見えない傷と、膝のSOS

昨年2月、膝に違和感を覚えた。ほんの小さな違和感だった。
それが3月末には、軟骨にヒビが入るところまで悪化していた。
そこから9か月。
治療とリハビリを続けた。
日常生活は、支障なく送れるようになった。
歩ける、階段も問題ない。
ただ、正座をすると違和感が残った。
ゴムまりの上に座っているような感覚。
頼りない感じが、消えなかった。
最初は左足だけだった。
それが、いつの間にか右足にも出始めた。
違和感はあるものの、痛みがないまま、時間だけが過ぎていった。
良くなるより、悪くなっている気がした。
そこで改めて、整形外科で検査を受けた。
以前、骨粗鬆症で受診した際、
ふくらはぎの違和感を話したことがある。
そのとき医師は言った。
「原因は膝でしょう」
「違和感は、別の場所に出ることもあります」
今回、その言葉が腑に落ちた。
検査の結果、
膝関節に炎症があり、水が溜まっていた。
嚢胞ではないかと心配になり、エコー検査もお願いした。
嚢胞の心配はなかった。

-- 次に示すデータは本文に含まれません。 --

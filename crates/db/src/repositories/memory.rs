use std::collections::HashMap;

use tokio::sync::RwLock;

use cartstore_core::errors::StorageError;
use cartstore_core::ports::KeyValueStore;

/// Process-local key-value store; contents vanish with the process.
#[derive(Default)]
pub struct InMemoryKeyValueStore {
    values: RwLock<HashMap<String, Vec<u8>>>,
}

#[async_trait::async_trait]
impl KeyValueStore for InMemoryKeyValueStore {
    async fn get(&self, key: &str) -> Result<Option<Vec<u8>>, StorageError> {
        let values = self.values.read().await;
        Ok(values.get(key).cloned())
    }

    async fn set(&self, key: &str, value: &[u8]) -> Result<(), StorageError> {
        let mut values = self.values.write().await;
        values.insert(key.to_string(), value.to_vec());
        Ok(())
    }
}

#[cfg(test)]
mod tests {
    use cartstore_core::ports::KeyValueStore;

    use crate::repositories::InMemoryKeyValueStore;

    #[tokio::test]
    async fn in_memory_store_round_trip() {
        let store = InMemoryKeyValueStore::default();

        assert_eq!(store.get("cart").await.expect("get missing"), None);

        store.set("cart", b"[]").await.expect("set cart");
        store.set("cart", b"[{\"id\":1}]").await.expect("overwrite cart");

        assert_eq!(store.get("cart").await.expect("get cart"), Some(b"[{\"id\":1}]".to_vec()));
        assert_eq!(store.get("other").await.expect("get other"), None);
    }
}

それだけでも、ほっとした。
抜いた水の中には、小さなかけらが浮かんでいた。
今後は、リハビリ的な運動は続けてよい。
ただし、スクワットなど、
膝を深く曲げる運動はしばらく休止。
膝のために良かれと思って続けていたスクワットが、
逆効果だったと知り、正直ショックだった。
カーブスのマシンも、すべて使えるようになったと喜んでいた。
けれど、やはり早すぎたらしい。
傷跡が目に見えない場所だけに、
どの程度いたわればいいのかが分かりにくい。
痛みや腫れがないと、つい「治ったつもり」になってしまう。
けれど膝は、炎症が進むと比較的早く、SOSを出してくれる場所でもある。
もし、痛みはないのに、違和感だけが続いているなら。
「気のせい」や「使い方の問題」と、簡単に片づけないでほしい。
私のように、
良かれと思って続けていた運動が、
実は負担になっていることもある。
回復には、焦らないこと。そして、過信しないこと。
もう少し、
膝と相談しながら、付き合っていくつもりでいる。
同じように膝を痛めている方の、
「何となくおかしい」という感覚が、
大切に扱われるきっかけになればと思う。